#### [Task to complete]
Whenever a line of the listing contains "None", it counts; give the total number of such lines and nothing more.
=== Section Start ===
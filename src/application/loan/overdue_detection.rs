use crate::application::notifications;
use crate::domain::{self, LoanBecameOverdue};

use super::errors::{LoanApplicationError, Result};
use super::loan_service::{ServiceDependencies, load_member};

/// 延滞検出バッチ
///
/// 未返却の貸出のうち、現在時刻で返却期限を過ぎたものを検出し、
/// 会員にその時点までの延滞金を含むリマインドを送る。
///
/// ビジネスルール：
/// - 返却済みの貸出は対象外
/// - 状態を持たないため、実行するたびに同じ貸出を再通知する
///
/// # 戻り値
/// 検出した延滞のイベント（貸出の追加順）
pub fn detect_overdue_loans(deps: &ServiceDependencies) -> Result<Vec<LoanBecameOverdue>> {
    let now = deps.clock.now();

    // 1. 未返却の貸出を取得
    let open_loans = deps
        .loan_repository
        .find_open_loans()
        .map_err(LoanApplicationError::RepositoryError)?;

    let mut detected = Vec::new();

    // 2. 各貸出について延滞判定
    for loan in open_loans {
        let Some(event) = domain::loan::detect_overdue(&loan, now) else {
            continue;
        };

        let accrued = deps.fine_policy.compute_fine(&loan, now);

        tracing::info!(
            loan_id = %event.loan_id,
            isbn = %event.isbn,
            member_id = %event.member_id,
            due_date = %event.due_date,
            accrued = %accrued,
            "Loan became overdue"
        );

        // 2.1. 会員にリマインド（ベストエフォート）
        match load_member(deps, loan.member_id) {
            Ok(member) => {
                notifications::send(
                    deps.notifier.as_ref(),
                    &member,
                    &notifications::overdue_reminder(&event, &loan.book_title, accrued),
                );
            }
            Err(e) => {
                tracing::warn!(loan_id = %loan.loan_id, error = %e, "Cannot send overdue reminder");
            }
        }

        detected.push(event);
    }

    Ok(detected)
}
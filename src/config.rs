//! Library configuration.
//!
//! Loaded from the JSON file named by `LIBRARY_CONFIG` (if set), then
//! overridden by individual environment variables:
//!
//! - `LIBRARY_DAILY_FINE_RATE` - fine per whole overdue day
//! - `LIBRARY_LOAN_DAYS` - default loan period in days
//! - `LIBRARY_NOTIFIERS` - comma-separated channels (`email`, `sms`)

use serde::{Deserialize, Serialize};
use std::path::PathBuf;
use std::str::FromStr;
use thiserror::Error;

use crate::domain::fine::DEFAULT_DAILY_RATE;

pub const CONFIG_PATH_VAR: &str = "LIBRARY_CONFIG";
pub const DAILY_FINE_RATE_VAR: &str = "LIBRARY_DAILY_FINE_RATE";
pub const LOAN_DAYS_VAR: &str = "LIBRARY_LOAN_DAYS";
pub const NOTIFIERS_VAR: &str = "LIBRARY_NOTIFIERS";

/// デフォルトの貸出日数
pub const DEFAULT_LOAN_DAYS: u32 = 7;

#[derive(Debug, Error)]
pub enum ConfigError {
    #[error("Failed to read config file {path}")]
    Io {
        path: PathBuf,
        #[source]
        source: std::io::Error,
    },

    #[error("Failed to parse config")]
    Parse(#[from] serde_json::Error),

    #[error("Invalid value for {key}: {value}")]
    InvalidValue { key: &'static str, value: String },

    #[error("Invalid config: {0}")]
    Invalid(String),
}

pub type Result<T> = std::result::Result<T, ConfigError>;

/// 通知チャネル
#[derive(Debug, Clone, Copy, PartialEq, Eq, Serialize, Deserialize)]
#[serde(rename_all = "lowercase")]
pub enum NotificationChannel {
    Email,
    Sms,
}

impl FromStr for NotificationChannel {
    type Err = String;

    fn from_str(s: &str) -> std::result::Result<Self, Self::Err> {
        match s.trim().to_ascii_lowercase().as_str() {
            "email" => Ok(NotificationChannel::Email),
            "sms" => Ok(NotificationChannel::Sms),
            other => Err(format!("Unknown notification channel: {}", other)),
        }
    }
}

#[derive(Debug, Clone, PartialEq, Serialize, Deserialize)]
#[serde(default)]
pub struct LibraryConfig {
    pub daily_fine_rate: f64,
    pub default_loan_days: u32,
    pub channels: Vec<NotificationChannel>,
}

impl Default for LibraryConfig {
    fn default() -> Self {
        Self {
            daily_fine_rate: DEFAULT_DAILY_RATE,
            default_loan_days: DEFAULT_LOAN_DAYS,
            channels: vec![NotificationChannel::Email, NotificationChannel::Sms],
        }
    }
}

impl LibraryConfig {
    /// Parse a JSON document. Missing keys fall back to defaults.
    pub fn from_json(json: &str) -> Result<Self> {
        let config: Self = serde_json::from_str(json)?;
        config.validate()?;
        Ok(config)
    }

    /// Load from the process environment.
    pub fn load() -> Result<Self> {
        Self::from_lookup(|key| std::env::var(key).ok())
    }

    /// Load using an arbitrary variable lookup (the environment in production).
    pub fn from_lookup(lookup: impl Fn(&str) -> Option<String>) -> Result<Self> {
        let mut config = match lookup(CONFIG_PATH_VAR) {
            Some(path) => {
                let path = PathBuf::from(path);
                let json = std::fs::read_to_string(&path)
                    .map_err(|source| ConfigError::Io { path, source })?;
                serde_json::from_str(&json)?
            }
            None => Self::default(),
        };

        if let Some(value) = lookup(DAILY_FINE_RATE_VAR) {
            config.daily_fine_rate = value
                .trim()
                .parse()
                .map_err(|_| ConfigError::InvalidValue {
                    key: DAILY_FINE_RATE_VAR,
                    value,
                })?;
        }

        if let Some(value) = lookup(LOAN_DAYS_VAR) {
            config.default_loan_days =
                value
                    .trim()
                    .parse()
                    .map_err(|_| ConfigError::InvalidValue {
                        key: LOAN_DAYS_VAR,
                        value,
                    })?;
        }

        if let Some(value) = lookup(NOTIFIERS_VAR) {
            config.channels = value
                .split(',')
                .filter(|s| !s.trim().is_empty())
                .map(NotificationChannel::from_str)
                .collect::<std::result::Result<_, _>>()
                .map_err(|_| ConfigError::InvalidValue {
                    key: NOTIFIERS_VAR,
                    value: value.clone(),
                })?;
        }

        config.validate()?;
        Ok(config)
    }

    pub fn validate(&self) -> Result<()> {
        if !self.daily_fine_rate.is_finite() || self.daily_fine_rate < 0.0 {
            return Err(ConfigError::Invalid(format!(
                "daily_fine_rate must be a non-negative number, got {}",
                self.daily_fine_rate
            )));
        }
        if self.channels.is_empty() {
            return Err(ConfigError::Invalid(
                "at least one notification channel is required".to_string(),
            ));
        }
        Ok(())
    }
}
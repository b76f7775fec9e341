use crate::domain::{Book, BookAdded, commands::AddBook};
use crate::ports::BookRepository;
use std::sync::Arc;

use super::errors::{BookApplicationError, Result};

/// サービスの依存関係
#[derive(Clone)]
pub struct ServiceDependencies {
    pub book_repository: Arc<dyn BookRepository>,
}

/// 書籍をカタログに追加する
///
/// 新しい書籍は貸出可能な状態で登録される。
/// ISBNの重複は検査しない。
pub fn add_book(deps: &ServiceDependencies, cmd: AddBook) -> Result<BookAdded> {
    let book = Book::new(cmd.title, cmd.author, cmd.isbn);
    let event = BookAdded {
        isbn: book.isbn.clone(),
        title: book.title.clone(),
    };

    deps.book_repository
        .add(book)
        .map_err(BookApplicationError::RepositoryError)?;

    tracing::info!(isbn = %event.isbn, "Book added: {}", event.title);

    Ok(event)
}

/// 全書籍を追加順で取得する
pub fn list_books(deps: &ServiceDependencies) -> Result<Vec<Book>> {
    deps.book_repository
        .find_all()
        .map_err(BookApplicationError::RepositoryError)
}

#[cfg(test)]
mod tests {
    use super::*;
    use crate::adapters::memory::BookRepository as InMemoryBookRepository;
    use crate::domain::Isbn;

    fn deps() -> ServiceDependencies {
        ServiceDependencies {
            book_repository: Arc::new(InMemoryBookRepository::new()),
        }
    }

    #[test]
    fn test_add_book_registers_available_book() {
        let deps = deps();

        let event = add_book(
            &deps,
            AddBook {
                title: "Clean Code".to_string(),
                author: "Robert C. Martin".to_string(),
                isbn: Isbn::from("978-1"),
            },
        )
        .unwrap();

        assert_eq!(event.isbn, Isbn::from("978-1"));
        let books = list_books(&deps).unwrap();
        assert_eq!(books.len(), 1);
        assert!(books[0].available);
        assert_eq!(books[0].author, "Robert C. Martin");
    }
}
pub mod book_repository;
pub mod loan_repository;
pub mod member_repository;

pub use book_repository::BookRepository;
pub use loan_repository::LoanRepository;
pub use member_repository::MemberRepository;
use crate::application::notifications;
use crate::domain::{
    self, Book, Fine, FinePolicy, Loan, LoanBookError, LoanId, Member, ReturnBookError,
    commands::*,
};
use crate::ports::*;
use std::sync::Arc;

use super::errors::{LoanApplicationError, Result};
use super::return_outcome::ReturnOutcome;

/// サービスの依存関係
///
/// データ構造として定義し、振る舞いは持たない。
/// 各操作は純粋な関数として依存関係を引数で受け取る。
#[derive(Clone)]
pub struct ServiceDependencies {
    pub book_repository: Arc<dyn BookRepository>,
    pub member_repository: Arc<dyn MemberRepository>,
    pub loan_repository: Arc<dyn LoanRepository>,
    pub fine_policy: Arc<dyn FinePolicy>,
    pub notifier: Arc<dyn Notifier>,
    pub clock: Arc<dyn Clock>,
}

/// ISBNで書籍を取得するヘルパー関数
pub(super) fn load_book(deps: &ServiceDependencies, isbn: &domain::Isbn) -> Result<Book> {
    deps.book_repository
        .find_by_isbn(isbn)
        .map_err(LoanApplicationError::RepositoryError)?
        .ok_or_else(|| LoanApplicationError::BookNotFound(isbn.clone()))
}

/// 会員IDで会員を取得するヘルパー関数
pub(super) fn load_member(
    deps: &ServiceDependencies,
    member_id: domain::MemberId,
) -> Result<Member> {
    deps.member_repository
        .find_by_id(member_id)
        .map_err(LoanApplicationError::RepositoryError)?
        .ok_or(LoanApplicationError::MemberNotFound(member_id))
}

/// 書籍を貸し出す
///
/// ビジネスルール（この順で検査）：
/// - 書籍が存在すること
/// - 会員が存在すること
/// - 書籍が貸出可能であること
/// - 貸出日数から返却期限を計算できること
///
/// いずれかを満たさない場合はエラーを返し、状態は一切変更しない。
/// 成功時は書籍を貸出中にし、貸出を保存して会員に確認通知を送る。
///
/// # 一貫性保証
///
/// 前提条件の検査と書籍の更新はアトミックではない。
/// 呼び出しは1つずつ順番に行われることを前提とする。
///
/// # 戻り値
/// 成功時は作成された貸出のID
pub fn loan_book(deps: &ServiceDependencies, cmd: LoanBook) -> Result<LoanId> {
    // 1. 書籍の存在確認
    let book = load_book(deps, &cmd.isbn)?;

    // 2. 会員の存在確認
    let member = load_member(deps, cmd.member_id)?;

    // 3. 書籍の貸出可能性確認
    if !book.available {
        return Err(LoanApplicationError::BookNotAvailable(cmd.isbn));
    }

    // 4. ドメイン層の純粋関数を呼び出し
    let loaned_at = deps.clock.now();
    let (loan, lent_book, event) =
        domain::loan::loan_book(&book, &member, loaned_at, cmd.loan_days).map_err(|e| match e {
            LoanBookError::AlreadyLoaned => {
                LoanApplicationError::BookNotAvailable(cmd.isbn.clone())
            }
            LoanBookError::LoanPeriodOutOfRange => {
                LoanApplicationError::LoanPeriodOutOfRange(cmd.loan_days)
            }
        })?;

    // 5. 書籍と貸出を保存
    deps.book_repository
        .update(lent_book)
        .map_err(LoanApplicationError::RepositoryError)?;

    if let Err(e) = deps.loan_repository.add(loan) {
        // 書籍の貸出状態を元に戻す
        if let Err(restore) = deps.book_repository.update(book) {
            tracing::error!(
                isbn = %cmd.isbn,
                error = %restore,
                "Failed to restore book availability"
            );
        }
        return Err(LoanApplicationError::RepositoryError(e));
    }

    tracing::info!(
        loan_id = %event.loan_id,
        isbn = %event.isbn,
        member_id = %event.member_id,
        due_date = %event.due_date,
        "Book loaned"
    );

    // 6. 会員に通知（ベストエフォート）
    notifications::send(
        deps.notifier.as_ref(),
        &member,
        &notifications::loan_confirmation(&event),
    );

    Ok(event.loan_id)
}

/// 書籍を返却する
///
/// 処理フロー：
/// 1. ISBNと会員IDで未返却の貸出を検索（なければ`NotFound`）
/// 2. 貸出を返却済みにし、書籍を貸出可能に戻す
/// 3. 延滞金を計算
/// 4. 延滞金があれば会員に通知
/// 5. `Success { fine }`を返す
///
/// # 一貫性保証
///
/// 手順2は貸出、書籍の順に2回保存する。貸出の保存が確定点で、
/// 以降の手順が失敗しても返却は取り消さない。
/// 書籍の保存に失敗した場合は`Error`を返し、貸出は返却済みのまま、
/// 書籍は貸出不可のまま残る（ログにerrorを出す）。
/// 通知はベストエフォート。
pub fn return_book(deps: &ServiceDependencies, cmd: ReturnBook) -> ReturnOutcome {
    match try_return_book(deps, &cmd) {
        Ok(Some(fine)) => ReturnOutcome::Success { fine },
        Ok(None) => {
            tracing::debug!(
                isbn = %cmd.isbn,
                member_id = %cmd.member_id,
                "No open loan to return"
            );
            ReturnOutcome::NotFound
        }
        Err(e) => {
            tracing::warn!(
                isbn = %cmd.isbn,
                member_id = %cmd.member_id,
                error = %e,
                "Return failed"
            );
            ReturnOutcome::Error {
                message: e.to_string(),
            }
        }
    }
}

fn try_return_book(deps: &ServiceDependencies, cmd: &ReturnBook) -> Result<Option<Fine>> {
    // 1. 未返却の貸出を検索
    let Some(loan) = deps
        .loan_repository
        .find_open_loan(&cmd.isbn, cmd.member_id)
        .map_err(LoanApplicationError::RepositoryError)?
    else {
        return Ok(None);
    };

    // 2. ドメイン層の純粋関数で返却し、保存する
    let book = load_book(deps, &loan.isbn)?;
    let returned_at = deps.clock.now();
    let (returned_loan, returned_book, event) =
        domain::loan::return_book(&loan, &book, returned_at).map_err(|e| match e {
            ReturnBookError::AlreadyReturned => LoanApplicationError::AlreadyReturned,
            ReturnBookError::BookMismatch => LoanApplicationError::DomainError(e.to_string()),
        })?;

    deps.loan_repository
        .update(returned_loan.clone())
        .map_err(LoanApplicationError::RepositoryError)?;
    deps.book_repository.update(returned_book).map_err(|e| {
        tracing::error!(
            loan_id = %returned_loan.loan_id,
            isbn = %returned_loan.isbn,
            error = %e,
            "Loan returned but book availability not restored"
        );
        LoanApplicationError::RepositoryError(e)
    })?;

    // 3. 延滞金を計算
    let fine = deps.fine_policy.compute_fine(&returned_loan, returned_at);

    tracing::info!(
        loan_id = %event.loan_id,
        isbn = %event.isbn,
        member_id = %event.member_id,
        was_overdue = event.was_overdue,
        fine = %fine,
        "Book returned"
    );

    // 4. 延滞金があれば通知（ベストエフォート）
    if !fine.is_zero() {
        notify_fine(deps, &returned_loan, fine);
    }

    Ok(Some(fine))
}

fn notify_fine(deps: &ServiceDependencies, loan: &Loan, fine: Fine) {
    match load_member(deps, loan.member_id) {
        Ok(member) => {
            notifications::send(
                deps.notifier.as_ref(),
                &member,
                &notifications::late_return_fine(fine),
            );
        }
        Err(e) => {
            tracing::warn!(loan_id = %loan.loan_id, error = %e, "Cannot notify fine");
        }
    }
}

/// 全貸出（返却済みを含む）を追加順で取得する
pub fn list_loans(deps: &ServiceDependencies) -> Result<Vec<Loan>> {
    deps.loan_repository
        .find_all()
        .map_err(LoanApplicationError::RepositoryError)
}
=== Section End ===
#### [Answer section]
3